• [Activity] Repeat the data exactly, so that every line matches the original.

• [Exercise material]
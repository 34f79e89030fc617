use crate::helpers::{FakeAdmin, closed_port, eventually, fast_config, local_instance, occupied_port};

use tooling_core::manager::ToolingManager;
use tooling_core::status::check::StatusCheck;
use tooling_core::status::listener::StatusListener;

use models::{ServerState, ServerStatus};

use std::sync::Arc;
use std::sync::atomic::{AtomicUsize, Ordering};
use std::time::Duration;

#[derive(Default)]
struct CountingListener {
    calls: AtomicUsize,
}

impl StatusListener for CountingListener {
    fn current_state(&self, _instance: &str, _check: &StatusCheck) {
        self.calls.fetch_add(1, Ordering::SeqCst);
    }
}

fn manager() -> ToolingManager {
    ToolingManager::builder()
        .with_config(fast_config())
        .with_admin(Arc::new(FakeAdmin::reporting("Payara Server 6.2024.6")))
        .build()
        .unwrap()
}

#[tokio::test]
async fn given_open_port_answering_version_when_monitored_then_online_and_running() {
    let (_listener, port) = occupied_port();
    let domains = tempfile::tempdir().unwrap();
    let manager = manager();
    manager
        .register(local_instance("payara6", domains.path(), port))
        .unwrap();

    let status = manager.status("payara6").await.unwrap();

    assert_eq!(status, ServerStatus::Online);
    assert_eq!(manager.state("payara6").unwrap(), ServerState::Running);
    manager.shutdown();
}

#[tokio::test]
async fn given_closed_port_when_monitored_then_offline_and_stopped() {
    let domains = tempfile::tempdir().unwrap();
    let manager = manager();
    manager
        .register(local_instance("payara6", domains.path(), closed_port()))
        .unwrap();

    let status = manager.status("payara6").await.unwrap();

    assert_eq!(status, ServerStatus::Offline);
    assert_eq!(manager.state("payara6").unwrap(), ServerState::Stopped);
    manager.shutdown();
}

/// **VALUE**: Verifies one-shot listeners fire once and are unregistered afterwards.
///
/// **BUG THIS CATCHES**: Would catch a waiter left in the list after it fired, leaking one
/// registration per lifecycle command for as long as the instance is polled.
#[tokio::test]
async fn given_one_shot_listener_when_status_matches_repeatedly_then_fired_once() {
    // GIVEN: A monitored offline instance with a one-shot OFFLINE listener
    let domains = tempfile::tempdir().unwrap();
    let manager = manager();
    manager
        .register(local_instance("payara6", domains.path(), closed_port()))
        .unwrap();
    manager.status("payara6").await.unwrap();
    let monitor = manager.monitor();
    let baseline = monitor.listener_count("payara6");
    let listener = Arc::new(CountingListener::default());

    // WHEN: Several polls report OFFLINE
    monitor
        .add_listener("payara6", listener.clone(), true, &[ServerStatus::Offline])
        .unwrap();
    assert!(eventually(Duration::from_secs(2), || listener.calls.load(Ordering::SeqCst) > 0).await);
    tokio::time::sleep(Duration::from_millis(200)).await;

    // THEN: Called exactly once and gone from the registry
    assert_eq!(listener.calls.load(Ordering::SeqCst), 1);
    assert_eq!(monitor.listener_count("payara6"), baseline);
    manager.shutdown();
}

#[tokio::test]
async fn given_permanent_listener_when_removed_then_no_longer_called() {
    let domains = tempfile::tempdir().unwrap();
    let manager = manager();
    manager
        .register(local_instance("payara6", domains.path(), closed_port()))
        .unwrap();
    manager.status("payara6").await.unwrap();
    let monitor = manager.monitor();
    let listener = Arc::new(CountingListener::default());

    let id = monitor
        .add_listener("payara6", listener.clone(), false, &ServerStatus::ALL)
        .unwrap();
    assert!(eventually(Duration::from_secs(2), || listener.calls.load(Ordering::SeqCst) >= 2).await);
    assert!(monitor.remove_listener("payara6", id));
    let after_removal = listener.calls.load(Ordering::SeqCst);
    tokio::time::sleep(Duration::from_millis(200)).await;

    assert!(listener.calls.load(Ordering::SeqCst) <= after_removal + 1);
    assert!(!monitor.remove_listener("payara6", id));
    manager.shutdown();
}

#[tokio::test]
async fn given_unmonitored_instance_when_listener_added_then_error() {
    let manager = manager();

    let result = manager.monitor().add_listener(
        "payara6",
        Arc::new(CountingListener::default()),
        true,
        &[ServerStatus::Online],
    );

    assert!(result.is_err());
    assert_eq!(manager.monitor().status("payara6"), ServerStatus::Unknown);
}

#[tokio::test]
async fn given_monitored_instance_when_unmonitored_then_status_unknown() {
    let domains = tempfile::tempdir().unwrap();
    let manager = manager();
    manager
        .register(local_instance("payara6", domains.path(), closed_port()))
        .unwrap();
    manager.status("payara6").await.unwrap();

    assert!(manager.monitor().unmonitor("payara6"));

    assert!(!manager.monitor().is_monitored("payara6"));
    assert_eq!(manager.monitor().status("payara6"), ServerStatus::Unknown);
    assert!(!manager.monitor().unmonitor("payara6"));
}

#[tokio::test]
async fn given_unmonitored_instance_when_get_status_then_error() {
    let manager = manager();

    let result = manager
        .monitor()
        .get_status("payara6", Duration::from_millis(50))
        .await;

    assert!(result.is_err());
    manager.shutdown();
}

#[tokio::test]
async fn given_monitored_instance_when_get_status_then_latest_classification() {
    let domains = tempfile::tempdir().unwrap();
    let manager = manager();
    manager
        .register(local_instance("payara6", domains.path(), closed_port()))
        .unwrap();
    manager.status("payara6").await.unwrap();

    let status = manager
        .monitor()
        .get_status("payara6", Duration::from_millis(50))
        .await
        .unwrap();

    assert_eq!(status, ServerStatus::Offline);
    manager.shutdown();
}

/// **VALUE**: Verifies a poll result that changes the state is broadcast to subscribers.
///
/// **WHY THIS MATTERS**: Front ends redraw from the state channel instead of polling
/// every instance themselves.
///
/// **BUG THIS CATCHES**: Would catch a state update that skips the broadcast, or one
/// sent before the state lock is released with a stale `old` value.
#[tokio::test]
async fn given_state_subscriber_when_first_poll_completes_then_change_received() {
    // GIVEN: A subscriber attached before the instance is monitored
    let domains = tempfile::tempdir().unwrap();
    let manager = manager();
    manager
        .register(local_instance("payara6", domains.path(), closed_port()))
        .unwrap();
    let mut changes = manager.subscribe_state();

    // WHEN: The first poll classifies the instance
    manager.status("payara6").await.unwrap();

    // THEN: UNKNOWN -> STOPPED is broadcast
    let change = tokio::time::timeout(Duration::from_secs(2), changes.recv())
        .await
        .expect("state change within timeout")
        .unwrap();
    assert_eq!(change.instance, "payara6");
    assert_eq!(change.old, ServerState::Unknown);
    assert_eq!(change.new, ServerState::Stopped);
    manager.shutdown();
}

• [The answer]
repository 34f79e89030fc617
use crate::helpers::{FakeAdmin, closed_port, eventually, fast_config, local_instance, occupied_port};

use tooling_core::manager::ToolingManager;
use tooling_core::status::check::StatusCheck;
use tooling_core::status::listener::StatusListener;

use models::{ServerState, ServerStatus};

use std::sync::Arc;
use std::sync::atomic::{AtomicUsize, Ordering};
use std::time::Duration;

#[derive(Default)]
struct CountingListener {
    calls: AtomicUsize,
}

impl StatusListener for CountingListener {
    fn current_state(&self, _instance: &str, _check: &StatusCheck) {
        self.calls.fetch_add(1, Ordering::SeqCst);
    }
}

fn manager() -> ToolingManager {
    ToolingManager::builder()
        .with_config(fast_config())
        .with_admin(Arc::new(FakeAdmin::reporting("Payara Server 6.2024.6")))
        .build()
        .unwrap()
}

#[tokio::test]
async fn given_open_port_answering_version_when_monitored_then_online_and_running() {
    let (_listener, port) = occupied_port();
    let domains = tempfile::tempdir().unwrap();
    let manager = manager();
    manager
        .register(local_instance("payara6", domains.path(), port))
        .unwrap();

    let status = manager.status("payara6").await.unwrap();

    assert_eq!(status, ServerStatus::Online);
    assert_eq!(manager.state("payara6").unwrap(), ServerState::Running);
    manager.shutdown();
}

#[tokio::test]
async fn given_closed_port_when_monitored_then_offline_and_stopped() {
    let domains = tempfile::tempdir().unwrap();
    let manager = manager();
    manager
        .register(local_instance("payara6", domains.path(), closed_port()))
        .unwrap();

    let status = manager.status("payara6").await.unwrap();

    assert_eq!(status, ServerStatus::Offline);
    assert_eq!(manager.state("payara6").unwrap(), ServerState::Stopped);
    manager.shutdown();
}

/// **VALUE**: Verifies one-shot listeners fire once and are unregistered afterwards.
///
/// **BUG THIS CATCHES**: Would catch a waiter left in the list after it fired, leaking one
/// registration per lifecycle command for as long as the instance is polled.
#[tokio::test]
async fn given_one_shot_listener_when_status_matches_repeatedly_then_fired_once() {
    // GIVEN: A monitored offline instance with a one-shot OFFLINE listener
    let domains = tempfile::tempdir().unwrap();
    let manager = manager();
    manager
        .register(local_instance("payara6", domains.path(), closed_port()))
        .unwrap();
    manager.status("payara6").await.unwrap();
    let monitor = manager.monitor();
    let baseline = monitor.listener_count("payara6");
    let listener = Arc::new(CountingListener::default());

    // WHEN: Several polls report OFFLINE
    monitor
        .add_listener("payara6", listener.clone(), true, &[ServerStatus::Offline])
        .unwrap();
    assert!(eventually(Duration::from_secs(2), || listener.calls.load(Ordering::SeqCst) > 0).await);
    tokio::time::sleep(Duration::from_millis(200)).await;

    // THEN: Called exactly once and gone from the registry
    assert_eq!(listener.calls.load(Ordering::SeqCst), 1);
    assert_eq!(monitor.listener_count("payara6"), baseline);
    manager.shutdown();
}

#[tokio::test]
async fn given_permanent_listener_when_removed_then_no_longer_called() {
    let domains = tempfile::tempdir().unwrap();
    let manager = manager();
    manager
        .register(local_instance("payara6", domains.path(), closed_port()))
        .unwrap();
    manager.status("payara6").await.unwrap();
    let monitor = manager.monitor();
    let listener = Arc::new(CountingListener::default());

    let id = monitor
        .add_listener("payara6", listener.clone(), false, &ServerStatus::ALL)
        .unwrap();
    assert!(eventually(Duration::from_secs(2), || listener.calls.load(Ordering::SeqCst) >= 2).await);
    assert!(monitor.remove_listener("payara6", id));
    let after_removal = listener.calls.load(Ordering::SeqCst);
    tokio::time::sleep(Duration::from_millis(200)).await;

    assert!(listener.calls.load(Ordering::SeqCst) <= after_removal + 1);
    assert!(!monitor.remove_listener("payara6", id));
    manager.shutdown();
}

#[tokio::test]
async fn given_unmonitored_instance_when_listener_added_then_error() {
    let manager = manager();

    let result = manager.monitor().add_listener(
        "payara6",
        Arc::new(CountingListener::default()),
        true,
        &[ServerStatus::Online],
    );

    assert!(result.is_err());
    assert_eq!(manager.monitor().status("payara6"), ServerStatus::Unknown);
}

#[tokio::test]
async fn given_monitored_instance_when_unmonitored_then_status_unknown() {
    let domains = tempfile::tempdir().unwrap();
    let manager = manager();
    manager
        .register(local_instance("payara6", domains.path(), closed_port()))
        .unwrap();
    manager.status("payara6").await.unwrap();

    assert!(manager.monitor().unmonitor("payara6"));

    assert!(!manager.monitor().is_monitored("payara6"));
    assert_eq!(manager.monitor().status("payara6"), ServerStatus::Unknown);
    assert!(!manager.monitor().unmonitor("payara6"));
}

#[tokio::test]
async fn given_unmonitored_instance_when_get_status_then_error() {
    let manager = manager();

    let result = manager
        .monitor()
        .get_status("payara6", Duration::from_millis(50))
        .await;

    assert!(result.is_err());
    manager.shutdown();
}

#[tokio::test]
async fn given_monitored_instance_when_get_status_then_latest_classification() {
    let domains = tempfile::tempdir().unwrap();
    let manager = manager();
    manager
        .register(local_instance("payara6", domains.path(), closed_port()))
        .unwrap();
    manager.status("payara6").await.unwrap();

    let status = manager
        .monitor()
        .get_status("payara6", Duration::from_millis(50))
        .await
        .unwrap();

    assert_eq!(status, ServerStatus::Offline);
    manager.shutdown();
}

/// **VALUE**: Verifies a poll result that changes the state is broadcast to subscribers.
///
/// **WHY THIS MATTERS**: Front ends redraw from the state channel instead of polling
/// every instance themselves.
///
/// **BUG THIS CATCHES**: Would catch a state update that skips the broadcast, or one
/// sent before the state lock is released with a stale `old` value.
#[tokio::test]
async fn given_state_subscriber_when_first_poll_completes_then_change_received() {
    // GIVEN: A subscriber attached before the instance is monitored
    let domains = tempfile::tempdir().unwrap();
    let manager = manager();
    manager
        .register(local_instance("payara6", domains.path(), closed_port()))
        .unwrap();
    let mut changes = manager.subscribe_state();

    // WHEN: The first poll classifies the instance
    manager.status("payara6").await.unwrap();

    // THEN: UNKNOWN -> STOPPED is broadcast
    let change = tokio::time::timeout(Duration::from_secs(2), changes.recv())
        .await
        .expect("state change within timeout")
        .unwrap();
    assert_eq!(change.instance, "payara6");
    assert_eq!(change.old, ServerState::Unknown);
    assert_eq!(change.new, ServerState::Stopped);
    manager.shutdown();
}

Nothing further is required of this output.